[Stored data entries]

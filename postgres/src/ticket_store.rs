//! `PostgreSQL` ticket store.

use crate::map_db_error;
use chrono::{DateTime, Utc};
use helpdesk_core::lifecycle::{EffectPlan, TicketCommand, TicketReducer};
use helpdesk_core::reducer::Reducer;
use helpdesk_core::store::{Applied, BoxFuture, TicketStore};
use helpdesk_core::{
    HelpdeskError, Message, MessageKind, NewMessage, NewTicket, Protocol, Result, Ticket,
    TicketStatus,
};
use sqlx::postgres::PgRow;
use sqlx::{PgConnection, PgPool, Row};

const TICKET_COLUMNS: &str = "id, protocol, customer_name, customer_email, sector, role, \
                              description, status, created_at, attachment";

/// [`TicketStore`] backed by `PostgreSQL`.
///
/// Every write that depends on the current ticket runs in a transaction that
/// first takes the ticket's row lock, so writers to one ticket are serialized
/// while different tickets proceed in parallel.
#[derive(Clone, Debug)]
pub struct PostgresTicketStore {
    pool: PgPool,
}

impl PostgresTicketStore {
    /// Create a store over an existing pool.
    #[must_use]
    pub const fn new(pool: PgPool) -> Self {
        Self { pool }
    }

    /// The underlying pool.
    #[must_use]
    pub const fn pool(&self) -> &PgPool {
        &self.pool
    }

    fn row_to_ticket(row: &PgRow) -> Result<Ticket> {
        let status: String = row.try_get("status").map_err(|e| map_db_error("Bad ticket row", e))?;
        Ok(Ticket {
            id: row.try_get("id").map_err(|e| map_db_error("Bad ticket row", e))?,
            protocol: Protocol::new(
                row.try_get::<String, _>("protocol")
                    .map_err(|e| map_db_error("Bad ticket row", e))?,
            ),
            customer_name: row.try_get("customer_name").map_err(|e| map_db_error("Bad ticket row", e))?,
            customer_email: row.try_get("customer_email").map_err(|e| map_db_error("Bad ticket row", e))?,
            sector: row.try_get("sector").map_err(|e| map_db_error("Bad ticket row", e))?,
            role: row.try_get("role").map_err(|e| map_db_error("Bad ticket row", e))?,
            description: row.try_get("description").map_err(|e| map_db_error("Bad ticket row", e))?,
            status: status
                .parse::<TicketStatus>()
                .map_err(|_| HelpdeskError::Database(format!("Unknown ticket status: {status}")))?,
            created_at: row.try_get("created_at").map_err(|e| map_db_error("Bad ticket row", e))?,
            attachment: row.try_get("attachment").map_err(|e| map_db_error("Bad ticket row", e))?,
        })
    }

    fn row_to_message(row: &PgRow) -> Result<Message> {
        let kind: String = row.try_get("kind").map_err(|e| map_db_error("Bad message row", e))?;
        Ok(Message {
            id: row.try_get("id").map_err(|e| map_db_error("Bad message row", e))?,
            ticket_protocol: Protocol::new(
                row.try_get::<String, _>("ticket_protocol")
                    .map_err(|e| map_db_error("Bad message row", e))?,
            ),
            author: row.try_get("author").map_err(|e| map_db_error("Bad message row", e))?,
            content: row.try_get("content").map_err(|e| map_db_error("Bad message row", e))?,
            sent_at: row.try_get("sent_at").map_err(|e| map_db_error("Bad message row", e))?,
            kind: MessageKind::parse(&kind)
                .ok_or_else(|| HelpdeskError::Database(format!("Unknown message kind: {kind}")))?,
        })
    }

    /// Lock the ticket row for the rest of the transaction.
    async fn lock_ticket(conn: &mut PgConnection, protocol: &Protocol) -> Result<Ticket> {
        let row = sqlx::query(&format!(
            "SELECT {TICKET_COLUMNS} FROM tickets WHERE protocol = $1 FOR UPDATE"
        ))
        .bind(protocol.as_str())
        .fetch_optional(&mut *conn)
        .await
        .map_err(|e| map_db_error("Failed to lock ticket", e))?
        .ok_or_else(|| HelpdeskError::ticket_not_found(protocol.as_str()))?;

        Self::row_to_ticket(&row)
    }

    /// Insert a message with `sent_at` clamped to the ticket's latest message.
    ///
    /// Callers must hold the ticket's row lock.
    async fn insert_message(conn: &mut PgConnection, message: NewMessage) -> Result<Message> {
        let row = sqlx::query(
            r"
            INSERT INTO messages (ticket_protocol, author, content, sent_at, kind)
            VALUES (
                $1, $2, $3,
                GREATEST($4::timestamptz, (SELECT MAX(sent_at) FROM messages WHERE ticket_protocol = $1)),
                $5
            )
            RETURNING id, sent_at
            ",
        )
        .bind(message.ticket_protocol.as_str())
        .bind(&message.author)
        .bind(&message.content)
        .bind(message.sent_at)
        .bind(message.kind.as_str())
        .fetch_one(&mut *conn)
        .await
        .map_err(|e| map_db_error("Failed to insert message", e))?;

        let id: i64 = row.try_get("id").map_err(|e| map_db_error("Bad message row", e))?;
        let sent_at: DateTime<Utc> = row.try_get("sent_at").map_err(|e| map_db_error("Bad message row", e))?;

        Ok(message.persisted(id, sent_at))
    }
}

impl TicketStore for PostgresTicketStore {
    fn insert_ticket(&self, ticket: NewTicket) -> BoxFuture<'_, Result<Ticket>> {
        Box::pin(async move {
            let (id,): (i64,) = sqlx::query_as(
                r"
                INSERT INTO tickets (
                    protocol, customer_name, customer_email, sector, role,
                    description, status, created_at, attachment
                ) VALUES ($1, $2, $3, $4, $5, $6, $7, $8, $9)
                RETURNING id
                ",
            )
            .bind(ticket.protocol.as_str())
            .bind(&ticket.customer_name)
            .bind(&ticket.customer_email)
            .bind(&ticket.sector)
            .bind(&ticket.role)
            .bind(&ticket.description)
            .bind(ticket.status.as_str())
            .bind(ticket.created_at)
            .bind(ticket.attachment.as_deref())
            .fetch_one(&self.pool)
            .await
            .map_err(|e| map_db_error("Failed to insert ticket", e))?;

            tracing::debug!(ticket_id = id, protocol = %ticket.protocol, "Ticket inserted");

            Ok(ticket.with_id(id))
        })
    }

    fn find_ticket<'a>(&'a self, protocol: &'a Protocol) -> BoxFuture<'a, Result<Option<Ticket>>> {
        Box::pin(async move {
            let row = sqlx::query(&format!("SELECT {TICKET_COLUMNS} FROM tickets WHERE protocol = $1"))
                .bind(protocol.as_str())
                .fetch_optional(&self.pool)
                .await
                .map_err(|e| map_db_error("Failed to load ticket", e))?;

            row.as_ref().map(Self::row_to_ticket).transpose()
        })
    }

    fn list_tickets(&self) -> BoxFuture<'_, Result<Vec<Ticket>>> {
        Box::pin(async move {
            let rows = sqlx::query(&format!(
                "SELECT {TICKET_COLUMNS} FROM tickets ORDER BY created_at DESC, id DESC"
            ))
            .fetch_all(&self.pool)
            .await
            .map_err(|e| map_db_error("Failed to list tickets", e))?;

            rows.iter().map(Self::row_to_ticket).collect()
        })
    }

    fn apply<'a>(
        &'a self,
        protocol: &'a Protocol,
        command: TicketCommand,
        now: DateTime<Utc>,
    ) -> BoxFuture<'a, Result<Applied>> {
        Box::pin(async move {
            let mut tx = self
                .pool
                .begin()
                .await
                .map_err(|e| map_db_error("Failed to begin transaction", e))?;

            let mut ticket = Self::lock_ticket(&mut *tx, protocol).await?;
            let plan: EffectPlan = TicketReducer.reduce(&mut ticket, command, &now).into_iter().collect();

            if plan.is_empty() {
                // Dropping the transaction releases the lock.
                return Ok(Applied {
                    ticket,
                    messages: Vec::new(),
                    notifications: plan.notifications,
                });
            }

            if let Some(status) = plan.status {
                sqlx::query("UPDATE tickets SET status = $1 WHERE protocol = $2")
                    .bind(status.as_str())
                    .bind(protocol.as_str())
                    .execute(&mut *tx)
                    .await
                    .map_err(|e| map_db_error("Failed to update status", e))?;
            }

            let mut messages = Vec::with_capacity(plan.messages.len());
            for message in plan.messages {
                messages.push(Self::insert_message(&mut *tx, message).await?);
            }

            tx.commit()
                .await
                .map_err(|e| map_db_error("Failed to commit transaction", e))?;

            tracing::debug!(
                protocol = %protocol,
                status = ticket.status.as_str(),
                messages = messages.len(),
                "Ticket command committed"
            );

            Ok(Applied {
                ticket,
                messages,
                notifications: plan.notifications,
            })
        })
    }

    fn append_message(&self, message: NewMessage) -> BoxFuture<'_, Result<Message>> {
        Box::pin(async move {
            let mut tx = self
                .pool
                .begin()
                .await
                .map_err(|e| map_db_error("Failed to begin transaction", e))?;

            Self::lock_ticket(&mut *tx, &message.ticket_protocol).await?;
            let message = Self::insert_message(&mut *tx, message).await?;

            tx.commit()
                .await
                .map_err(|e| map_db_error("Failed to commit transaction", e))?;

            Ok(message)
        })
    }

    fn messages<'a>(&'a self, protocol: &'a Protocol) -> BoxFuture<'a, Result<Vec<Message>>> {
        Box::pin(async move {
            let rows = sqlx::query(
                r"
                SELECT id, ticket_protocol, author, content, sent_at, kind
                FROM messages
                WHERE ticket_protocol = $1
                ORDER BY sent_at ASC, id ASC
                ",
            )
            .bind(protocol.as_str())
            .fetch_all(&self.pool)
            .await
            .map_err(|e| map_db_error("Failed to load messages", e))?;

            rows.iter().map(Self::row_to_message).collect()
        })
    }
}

◆ Problem to solve: Write out the records above exactly, from the opening line to the line with "a transaction that", including both, with nothing added.

◆ Exercise solution:
filename postgres/src/ticket_store.rs
//! `PostgreSQL` ticket store.

use crate::map_db_error;
use chrono::{DateTime, Utc};
use helpdesk_core::lifecycle::{EffectPlan, TicketCommand, TicketReducer};
use helpdesk_core::reducer::Reducer;
use helpdesk_core::store::{Applied, BoxFuture, TicketStore};
use helpdesk_core::{
    HelpdeskError, Message, MessageKind, NewMessage, NewTicket, Protocol, Result, Ticket,
    TicketStatus,
};
use sqlx::postgres::PgRow;
use sqlx::{PgConnection, PgPool, Row};

const TICKET_COLUMNS: &str = "id, protocol, customer_name, customer_email, sector, role, \
                              description, status, created_at, attachment";

/// [`TicketStore`] backed by `PostgreSQL`.
///
/// Every write that depends on the current ticket runs in a transaction that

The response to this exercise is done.